Abstract
Background:
Environmental factors must play a significant role in the emergence of clonal hematopoiesis since only a fraction of individuals harboring clonal hematopoiesis of indeterminate potential (CHIP) mutations develop hematologic malignancy. Mouse models of chronic inflammation have demonstrated clonal expansion of Tet2 and Dnmt3a knockout hematopoietic cells while Ppm1d mutated clones exhibit clonal dominance in response to cytotoxic DNA damaging chemotherapy stress. Epidemiologic studies have associated smoking behavior with clonal hematopoiesis but the leukemogenic effects of cigarette smoke on hematopoietic stem cells (HSCs) are poorly defined. In addition, the exploding use of electronic (e)-cigarettes has led to significant concern on their detrimental health effects plus studies of E-cigarettes on the hematopoietic system are non-existent. Here, we investigated the role of cigarette smoke and E-cigarette aerosols in promoting clonal expansion of common CHIP mutations. We hypothesize that one or more specific somatic CHIP mutation displays a fitness advantage in the presence of cigarette smoke and/or e-cigarette aerosols.
Methods:
Competitive bone marrow transplant assays were used to determine the development of clonal expansion in response to cigarette smoke and E-cigarette aerosols using Tet2 knockout (Tet2 -/-), Dnmt3a R878H and Jak2 V617F genetically modified mice. Lethally irradiated recipient mice in the CD45.1/2 background were transplanted with whole bone marrow cells from wild type (WT) (CD45.1) and mutant (CD45.2) mice. Ratio of cells transplanted were 1:10 for Tet2 -/- and WT; 1:5 for Dnmt3a R878H and WT and 1:1 for Jak2 V617F and WT. Transplanted mice were exposed to cigarette smoke or E-cigarette aerosols using a nose-only inhalation exposures system for 2 hours/day, 4 days/week for 2 or 3 months.
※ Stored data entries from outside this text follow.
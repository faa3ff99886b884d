//! Main application run loop

use std::future::Future;
use std::sync::Arc;

use tokio::sync::broadcast;
use tokio::task::JoinHandle;
use tracing::{error, info};

use crate::app::options::{AppOptions, LifecycleOptions};
use crate::backend::new_backend;
use crate::errors::GatewayError;
use crate::gateway::Gateway;
use crate::server::serve::serve;
use crate::server::state::ServerState;

/// Run the gateway until `shutdown_signal` resolves
pub async fn run(
    options: AppOptions,
    shutdown_signal: impl Future<Output = ()> + Send + 'static,
) -> Result<(), GatewayError> {
    info!("Initializing gantry gateway...");

    let (shutdown_tx, _shutdown_rx): (broadcast::Sender<()>, _) = broadcast::channel(1);
    let mut shutdown_manager = ShutdownManager::new(shutdown_tx.clone(), options.lifecycle.clone());

    if let Err(e) = init(&options, &shutdown_tx, &mut shutdown_manager).await {
        error!("Failed to start gateway: {}", e);
        shutdown_manager.shutdown().await?;
        return Err(e);
    }

    shutdown_signal.await;
    info!("Shutdown signal received, shutting down...");

    drop(shutdown_tx);
    shutdown_manager.shutdown().await
}

// =============================== INITIALIZATION ================================== //

async fn init(
    options: &AppOptions,
    shutdown_tx: &broadcast::Sender<()>,
    shutdown_manager: &mut ShutdownManager,
) -> Result<(), GatewayError> {
    let backend = new_backend(&options.backend)?;
    let gateway = Arc::new(Gateway::new(options.backend.kind, backend));
    let state = Arc::new(ServerState::new(gateway));

    let mut shutdown_rx = shutdown_tx.subscribe();
    let server_shutdown = async move {
        let _ = shutdown_rx.recv().await;
    };

    let handle = serve(&options.server, state, server_shutdown).await?;
    shutdown_manager.with_server_handle(handle)
}

// ================================= SHUTDOWN ====================================== //

struct ShutdownManager {
    shutdown_tx: broadcast::Sender<()>,
    lifecycle_options: LifecycleOptions,
    server_handle: Option<JoinHandle<Result<(), GatewayError>>>,
}

impl ShutdownManager {
    pub fn new(shutdown_tx: broadcast::Sender<()>, lifecycle_options: LifecycleOptions) -> Self {
        Self {
            shutdown_tx,
            lifecycle_options,
            server_handle: None,
        }
    }

    pub fn with_server_handle(
        &mut self,
        handle: JoinHandle<Result<(), GatewayError>>,
    ) -> Result<(), GatewayError> {
        if self.server_handle.is_some() {
            return Err(GatewayError::ServerError("server_handle already set".to_string()));
        }
        self.server_handle = Some(handle);
        Ok(())
    }

    pub async fn shutdown(&mut self) -> Result<(), GatewayError> {
        let _ = self.shutdown_tx.send(());

        match tokio::time::timeout(self.lifecycle_options.max_shutdown_delay, self.shutdown_impl())
            .await
        {
            Ok(result) => result,
            Err(_) => {
                error!(
                    "Shutdown timed out after {:?}",
                    self.lifecycle_options.max_shutdown_delay
                );
                Err(GatewayError::ServerError("shutdown timed out".to_string()))
            }
        }
    }

    async fn shutdown_impl(&mut self) -> Result<(), GatewayError> {
        info!("Shutting down gantry gateway...");

        if let Some(handle) = self.server_handle.take() {
            handle
                .await
                .map_err(|e| GatewayError::ServerError(e.to_string()))??;
        }

        info!("Shutdown complete");
        Ok(())
    }
}
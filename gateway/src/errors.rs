//! Error types for the gantry gateway

use axum::{
    http::StatusCode,
    response::{IntoResponse, Response},
    Json,
};
use openapi_server::models::ErrorResponse;
use thiserror::Error;

/// Main error type for the gateway
///
/// Backend errors are surfaced with the operation and target prepended to
/// the scheduler's own message; the kind is never rewritten.
#[derive(Error, Debug)]
pub enum GatewayError {
    #[error("Malformed quantity: {0}")]
    MalformedQuantity(String),

    #[error("Validation error: {0}")]
    Validation(String),

    #[error("Not found: {0}")]
    NotFound(String),

    #[error("Conflict: {0}")]
    Conflict(String),

    #[error("Backend unavailable: {0}")]
    BackendUnavailable(String),

    #[error("Backend error ({status}): {message}")]
    Backend { status: u16, message: String },

    #[error("Configuration error: {0}")]
    ConfigError(String),

    #[error("Server error: {0}")]
    ServerError(String),

    #[error("IO error: {0}")]
    IoError(#[from] std::io::Error),

    #[error("JSON error: {0}")]
    JsonError(#[from] serde_json::Error),
}

impl GatewayError {
    /// HTTP status reported to gateway callers
    pub fn status_code(&self) -> StatusCode {
        match self {
            GatewayError::MalformedQuantity(_) | GatewayError::Validation(_) => {
                StatusCode::BAD_REQUEST
            }
            GatewayError::NotFound(_) => StatusCode::NOT_FOUND,
            GatewayError::Conflict(_) => StatusCode::CONFLICT,
            GatewayError::BackendUnavailable(_) | GatewayError::Backend { .. } => {
                StatusCode::BAD_GATEWAY
            }
            GatewayError::ConfigError(_)
            | GatewayError::ServerError(_)
            | GatewayError::IoError(_)
            | GatewayError::JsonError(_) => StatusCode::INTERNAL_SERVER_ERROR,
        }
    }

    /// Classify a non-success reply from a scheduler
    pub fn from_backend_status(status: u16, context: &str, detail: &str) -> Self {
        let message = format!("{}: {}", context, detail);
        match status {
            404 => GatewayError::NotFound(message),
            409 => GatewayError::Conflict(message),
            _ => GatewayError::Backend { status, message },
        }
    }

    /// Classify a transport failure while talking to a scheduler
    pub fn from_transport(context: &str, err: reqwest::Error) -> Self {
        if let Some(status) = err.status() {
            return Self::from_backend_status(status.as_u16(), context, &err.to_string());
        }
        if err.is_decode() {
            return GatewayError::Backend {
                status: 200,
                message: format!("{}: undecodable response: {}", context, err),
            };
        }
        GatewayError::BackendUnavailable(format!("{}: {}", context, err))
    }
}

impl IntoResponse for GatewayError {
    fn into_response(self) -> Response {
        let status = self.status_code();
        let body = ErrorResponse {
            error: self.to_string(),
        };
        (status, Json(body)).into_response()
    }
}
Control mice were exposed to room air using the nose-only inhalation approach.
Results:
After 2 months of exposure, we observed that Tet2 -/- cells had significantly expanded in the smoke group (paired t-test, p<0.05) while there was no significant difference in the air group (Fig. 1A). Furthermore, this increase in Tet2 -/- cells was more pronounced in the myeloid cell subset (Fig. 1B). While the knock-in mouse model of Jak2 V617F does not display a competitive advantage in a lethally irradiated bone marrow transplant setting, we observed persisting levels of Jak2 V617F mutant cells following smoke exposure but significantly reduced levels in the air group, illustrating that the mutant cells prevail in a smoke environment (Fig. 1C). During sacrifice of the Jak2 V617F transplanted and exposed mice, long-term HSCs in the bone marrow exhibited a trend towards increased bromodeoxyuridine (BrdU) incorporation and increased DNA damage as determined by H2AX staining (Fig 1D). Meanwhile, E-cigarette aerosol exposure of mice transplanted with Dnmt3a R878H cells, displayed increased levels of circulating mutant cells compared to the air group (Fig. 1E) (repeated measures, 2-way ANOVA).
Conclusion:
In vivo exposure of mouse models of CHIP to cigarette smoke and E-cigarette aerosols promotes mutant cell expansion over time. Our data indicate that more than one mutation is selected by environmental factors in the form of tobacco products. This data is important to guide us in preventive medicine and early detection of clonal hematopoiesis. Future research is aimed at deciphering the molecular responses of WT cells to cigarette smoke and E-cigarette aerosols and strategies to preserve WT stem cell fitness in the context of smoking and E-cigarette usage.
No relevant conflicts of interest to declare.